Tomcat 7 and Tomcat 8

雄猫 7 和雄猫 8

From Tomcat 7 onwardsyou can add the following in the session config.

从Tomcat 7 开始，您可以在会话配置中添加以下内容。

<session-config>
    <tracking-mode>COOKIE</tracking-mode>
</session-config>

Use a Filteron all URLs that wraps the responsein a HttpServletResponseWrapperthat simply returns the URL unchanged from encodeRedirectUrl, encodeRedirectURL, encodeUrland encodeURL.

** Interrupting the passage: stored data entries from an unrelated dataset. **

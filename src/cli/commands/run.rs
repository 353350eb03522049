use anyhow::{anyhow, bail, Context, Result};
use std::collections::VecDeque;
use std::io::Write;
use std::path::{Path, PathBuf};
use std::sync::Arc;
use tokio::io::{AsyncBufReadExt, BufReader, Lines, Stdin};
use tracing::info;

use super::project::ProjectSpec;
use crate::backend::{HttpBackend, VerificationBackend};
use crate::config::WizardConfig;
use crate::draft::DocumentKind;
use crate::presenter::ResultsSummary;
use crate::resolution::Speaker;
use crate::wizard::{Boundary, Direction, NavigationOutcome, WizardMode};
use crate::workflow::{NotificationLevel, VerificationWorkflow, WorkflowError, WorkflowSettings};

/// Where ambiguity-session answers come from.
pub enum AnswerSource {
    Scripted(VecDeque<String>),
    Interactive(Lines<BufReader<Stdin>>),
}

impl AnswerSource {
    /// One answer per non-blank line.
    pub fn from_script(content: &str) -> Self {
        AnswerSource::Scripted(
            content
                .lines()
                .map(str::trim)
                .filter(|line| !line.is_empty())
                .map(str::to_string)
                .collect(),
        )
    }

    pub fn stdin() -> Self {
        AnswerSource::Interactive(BufReader::new(tokio::io::stdin()).lines())
    }

    pub async fn next_answer(&mut self) -> Result<Option<String>> {
        match self {
            AnswerSource::Scripted(answers) => Ok(answers.pop_front()),
            AnswerSource::Interactive(lines) => loop {
                print!("✍️  > ");
                std::io::stdout().flush()?;
                match lines.next_line().await? {
                    Some(line) if line.trim().is_empty() => continue,
                    other => return Ok(other),
                }
            },
        }
    }
}

pub struct RunCommand {
    pub config: WizardConfig,
    pub project: PathBuf,
    pub memoria: Option<PathBuf>,
    pub planos: Vec<PathBuf>,
    pub answers: Option<PathBuf>,
    pub export: Option<PathBuf>,
    pub report: Option<PathBuf>,
    pub json: bool,
}

impl RunCommand {
    pub fn new(config: WizardConfig, project: PathBuf) -> Self {
        Self {
            config,
            project,
            memoria: None,
            planos: Vec::new(),
            answers: None,
            export: None,
            report: None,
            json: false,
        }
    }

    pub async fn execute(&self) -> Result<()> {
        let backend = HttpBackend::new(&self.config.backend)?;
        println!("🔗 Verification backend: {}", backend.base_url());
        let summary = self.execute_with(Arc::new(backend)).await?;

        if self.json {
            println!("{}", serde_json::to_string_pretty(&summary)?);
        } else {
            print_summary(&summary);
        }
        Ok(())
    }

    /// Drive the workflow from the project file to the final checklist.
    pub async fn execute_with(&self, backend: Arc<dyn VerificationBackend>) -> Result<ResultsSummary> {
        let spec = ProjectSpec::load(&self.project)?;
        let draft = spec.to_draft()?;
        let (memoria, planos) = spec.document_files(self.memoria.as_deref(), &self.planos)?;

        let workflow = VerificationWorkflow::new(
            self.config.workflow.definition_or_default(),
            backend,
            WorkflowSettings::from(&self.config),
        )?;
        workflow.restore(draft, WizardMode::Step(1)).await?;
        for (kind, files) in [(DocumentKind::Memoria, memoria), (DocumentKind::Planos, planos)] {
            if !files.is_empty() {
                workflow.set_documents(kind, files).await?;
            }
        }

        let mut answers = match &self.answers {
            Some(path) => AnswerSource::from_script(
                &std::fs::read_to_string(path)
                    .with_context(|| format!("Failed to read answers file {}", path.display()))?,
            ),
            None => AnswerSource::stdin(),
        };

        self.drive(&workflow, &mut answers).await?;

        if let Some(path) = &self.report {
            let report = workflow
                .generate_report()
                .await
                .map_err(|e| failure(&e))?;
            write_file(path, &serde_json::to_vec_pretty(&report)?)?;
            println!("📝 Report written to {}", path.display());
        }
        if let Some(path) = &self.export {
            let export = workflow
                .export_checklist()
                .await
                .map_err(|e| failure(&e))?;
            write_file(path, &export.body)?;
            println!("📦 Export ({}) written to {}", export.content_type, path.display());
        }

        workflow.log_metrics();
        workflow
            .snapshot()
            .await
            .results
            .ok_or_else(|| anyhow!("Workflow finished without a final checklist"))
    }

    async fn drive(&self, workflow: &VerificationWorkflow, answers: &mut AnswerSource) -> Result<()> {
        let mut printed = 0;
        loop {
            let snapshot = workflow.snapshot().await;
            for notification in &snapshot.notifications {
                if notification.level != NotificationLevel::Info {
                    println!("⚠️  {}", notification.message);
                }
                workflow.dismiss_notification(notification.id).await;
            }

            for entry in snapshot.session.transcript.iter().skip(printed) {
                if entry.speaker == Speaker::System {
                    println!("🤖 {}", entry.text);
                }
            }
            printed = snapshot.session.transcript.len();

            if snapshot.session.accepts_turns {
                for action in &snapshot.session.suggested_actions {
                    println!("   • {}", action.label);
                }
                let Some(answer) = answers.next_answer().await? else {
                    bail!("Ambiguity session still open but no answers are left");
                };
                println!("🙋 {answer}");
                workflow.send_turn(&answer).await.map_err(|e| failure(&e))?;
                continue;
            }

            match workflow
                .change_step(Direction::Forward)
                .await
                .map_err(|e| failure(&e))?
            {
                NavigationOutcome::Moved(transition) => {
                    let title = workflow.snapshot().await.step_title.unwrap_or_default();
                    info!(step = transition.to, "Advanced");
                    println!("➡️  {}. {}", transition.to, title);
                }
                NavigationOutcome::Unchanged(Boundary::AtLastStep) => return Ok(()),
                NavigationOutcome::Unchanged(boundary) => {
                    bail!("Cannot advance: {boundary:?}")
                }
            }
        }
    }
}

fn failure(error: &WorkflowError) -> anyhow::Error {
    anyhow!("❌ {}", crate::workflow::notifications::describe_error(error))
}

fn write_file(path: &Path, content: &[u8]) -> Result<()> {
    std::fs::write(path, content).with_context(|| format!("Failed to write {}", path.display()))
}

fn print_summary(summary: &ResultsSummary) {
    println!();
    println!("📊 RESULTS");
    println!("==========");
    println!(
        "   Completion: {:.1}% ({})",
        summary.completion_percentage,
        summary.status.label()
    );
    println!(
        "   Items: {}/{} completed, {} pending, {} critical",
        summary.completed_items, summary.total_items, summary.pending_items, summary.critical_items
    );
    if !summary.categories.is_empty() {
        println!();
        for category in &summary.categories {
            println!(
                "   {:<40} {:>5.1}%  {}/{}  {}",
                category.name,
                category.completion_percentage,
                category.completed_items,
                category.total_items,
                category.status.label()
            );
        }
    }
}

#[cfg(test)]
mod tests {
    use super::*;

    #[tokio::test]
    async fn test_scripted_answers_skip_blank_lines() {
        let mut answers = AnswerSource::from_script("sótano 1\n\n  planta baja  \n");
        assert_eq!(answers.next_answer().await.unwrap().as_deref(), Some("sótano 1"));
        assert_eq!(answers.next_answer().await.unwrap().as_deref(), Some("planta baja"));
        assert_eq!(answers.next_answer().await.unwrap(), None);
    }
}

使用Filter上封装了所有URLresponse中HttpServletResponseWrapper，简单地将URL返回从不变encodeRedirectUrl，encodeRedirectURL，encodeUrl和encodeURL。

Quote from Pool's answer:

引自 Pool 的回答：

You can use the tuckey rewrite filter.

You can disable for just search engines using this filter, but I'd advise using it for all responses as it's worse than just search engine unfriendly. It exposes the session ID which can be used for certain security exploits (more info).

您可以使用 tuckey 重写过滤器。

您可以仅禁用使用此过滤器的搜索引擎，但我建议将它用于所有响应，因为它比搜索引擎不友好更糟糕。它公开了可用于某些安全漏洞的会话 ID（更多信息）。

It's worth mentioning, that this will still allow cookie based session handling even though the jsessionid is not visible anymore. (taken from his other post: Can I turn off the HttpSession in web.xml?)

值得一提的是，即使 jsessionid 不再可见，这仍将允许基于 cookie 的会话处理。（摘自他的另一篇文章：我可以关闭 web.xml 中的 HttpSession 吗？）

PS. I don't have enough reputation to comment, otherwise I would have added this to his post above as a comment.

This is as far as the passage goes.